→ WHAT THIS TASK INVOLVES: How many of the lines below have the word "remaining" in them? The answer is that number and nothing more.

┏━━

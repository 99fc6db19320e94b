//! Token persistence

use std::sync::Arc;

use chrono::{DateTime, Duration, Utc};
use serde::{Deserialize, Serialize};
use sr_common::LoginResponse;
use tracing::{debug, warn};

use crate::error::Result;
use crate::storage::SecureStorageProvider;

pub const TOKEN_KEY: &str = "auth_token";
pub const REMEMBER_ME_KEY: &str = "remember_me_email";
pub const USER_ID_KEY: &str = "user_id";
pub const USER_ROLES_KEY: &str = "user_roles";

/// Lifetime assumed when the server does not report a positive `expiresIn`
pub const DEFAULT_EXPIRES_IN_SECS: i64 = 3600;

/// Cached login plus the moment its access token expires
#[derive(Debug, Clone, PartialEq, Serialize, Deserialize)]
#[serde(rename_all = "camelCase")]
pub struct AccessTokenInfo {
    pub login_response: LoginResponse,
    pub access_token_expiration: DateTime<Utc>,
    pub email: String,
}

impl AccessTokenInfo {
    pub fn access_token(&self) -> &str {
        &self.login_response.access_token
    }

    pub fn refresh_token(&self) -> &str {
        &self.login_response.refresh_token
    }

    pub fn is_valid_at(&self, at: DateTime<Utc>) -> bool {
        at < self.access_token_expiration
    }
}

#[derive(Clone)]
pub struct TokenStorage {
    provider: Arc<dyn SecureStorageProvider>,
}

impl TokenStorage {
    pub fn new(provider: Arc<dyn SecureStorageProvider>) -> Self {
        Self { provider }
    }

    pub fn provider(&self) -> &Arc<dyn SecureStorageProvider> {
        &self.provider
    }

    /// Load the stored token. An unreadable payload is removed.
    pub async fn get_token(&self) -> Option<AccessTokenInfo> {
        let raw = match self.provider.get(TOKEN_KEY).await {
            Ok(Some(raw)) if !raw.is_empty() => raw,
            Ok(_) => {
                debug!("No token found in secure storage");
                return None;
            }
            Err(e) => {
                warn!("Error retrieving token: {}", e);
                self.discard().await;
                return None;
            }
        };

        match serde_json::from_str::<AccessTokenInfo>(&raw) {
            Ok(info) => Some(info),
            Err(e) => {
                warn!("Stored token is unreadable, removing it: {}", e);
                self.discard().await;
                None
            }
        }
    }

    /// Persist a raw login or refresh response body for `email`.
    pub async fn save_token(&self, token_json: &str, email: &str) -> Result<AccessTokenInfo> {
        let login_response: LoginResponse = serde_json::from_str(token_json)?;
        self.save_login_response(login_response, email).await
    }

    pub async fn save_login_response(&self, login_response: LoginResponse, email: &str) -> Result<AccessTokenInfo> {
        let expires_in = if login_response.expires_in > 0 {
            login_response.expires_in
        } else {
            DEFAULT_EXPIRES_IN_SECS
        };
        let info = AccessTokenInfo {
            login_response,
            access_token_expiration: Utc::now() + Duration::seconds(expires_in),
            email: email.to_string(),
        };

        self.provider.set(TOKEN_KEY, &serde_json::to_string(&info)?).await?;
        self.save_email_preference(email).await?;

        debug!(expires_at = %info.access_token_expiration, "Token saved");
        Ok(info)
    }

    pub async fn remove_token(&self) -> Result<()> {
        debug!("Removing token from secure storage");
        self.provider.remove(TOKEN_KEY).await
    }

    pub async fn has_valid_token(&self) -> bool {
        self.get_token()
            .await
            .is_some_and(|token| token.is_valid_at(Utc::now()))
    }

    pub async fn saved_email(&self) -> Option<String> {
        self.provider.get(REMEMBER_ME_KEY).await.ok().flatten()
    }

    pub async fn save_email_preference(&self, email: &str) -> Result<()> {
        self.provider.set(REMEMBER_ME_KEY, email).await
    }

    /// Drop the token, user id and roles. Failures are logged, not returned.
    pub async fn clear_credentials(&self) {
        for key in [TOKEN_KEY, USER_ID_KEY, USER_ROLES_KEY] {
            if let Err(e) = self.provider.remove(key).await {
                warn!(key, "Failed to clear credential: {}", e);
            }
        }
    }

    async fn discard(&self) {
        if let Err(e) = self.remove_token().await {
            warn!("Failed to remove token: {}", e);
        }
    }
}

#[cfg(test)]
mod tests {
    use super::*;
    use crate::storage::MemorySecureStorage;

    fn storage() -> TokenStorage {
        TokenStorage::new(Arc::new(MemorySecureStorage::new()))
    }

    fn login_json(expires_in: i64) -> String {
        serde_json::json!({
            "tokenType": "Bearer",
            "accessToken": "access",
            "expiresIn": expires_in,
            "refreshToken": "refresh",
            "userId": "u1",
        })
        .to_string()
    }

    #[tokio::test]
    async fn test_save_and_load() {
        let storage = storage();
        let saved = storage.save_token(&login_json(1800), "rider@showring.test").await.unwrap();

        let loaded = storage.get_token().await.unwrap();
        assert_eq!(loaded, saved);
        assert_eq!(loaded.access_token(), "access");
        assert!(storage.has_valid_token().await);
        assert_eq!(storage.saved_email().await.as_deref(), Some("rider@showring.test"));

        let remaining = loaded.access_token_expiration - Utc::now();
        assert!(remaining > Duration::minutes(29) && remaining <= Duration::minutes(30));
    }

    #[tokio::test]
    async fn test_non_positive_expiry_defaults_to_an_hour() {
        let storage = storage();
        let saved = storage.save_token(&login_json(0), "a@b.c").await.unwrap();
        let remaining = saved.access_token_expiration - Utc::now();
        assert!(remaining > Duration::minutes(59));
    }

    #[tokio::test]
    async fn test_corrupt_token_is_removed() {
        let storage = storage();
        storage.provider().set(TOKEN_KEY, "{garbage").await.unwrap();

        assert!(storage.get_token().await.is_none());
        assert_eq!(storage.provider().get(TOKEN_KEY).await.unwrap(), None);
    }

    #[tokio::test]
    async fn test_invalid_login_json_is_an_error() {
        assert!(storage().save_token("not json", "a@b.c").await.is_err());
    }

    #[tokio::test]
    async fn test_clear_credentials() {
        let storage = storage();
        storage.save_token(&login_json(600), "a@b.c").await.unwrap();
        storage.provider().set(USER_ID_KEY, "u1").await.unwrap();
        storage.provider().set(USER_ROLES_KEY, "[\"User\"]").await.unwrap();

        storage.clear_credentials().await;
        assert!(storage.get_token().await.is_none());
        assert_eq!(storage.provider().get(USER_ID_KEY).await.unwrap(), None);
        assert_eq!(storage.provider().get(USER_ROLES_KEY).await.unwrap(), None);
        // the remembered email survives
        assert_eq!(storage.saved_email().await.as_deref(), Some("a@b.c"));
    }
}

┗━━

→ RESPONSE BOX: 4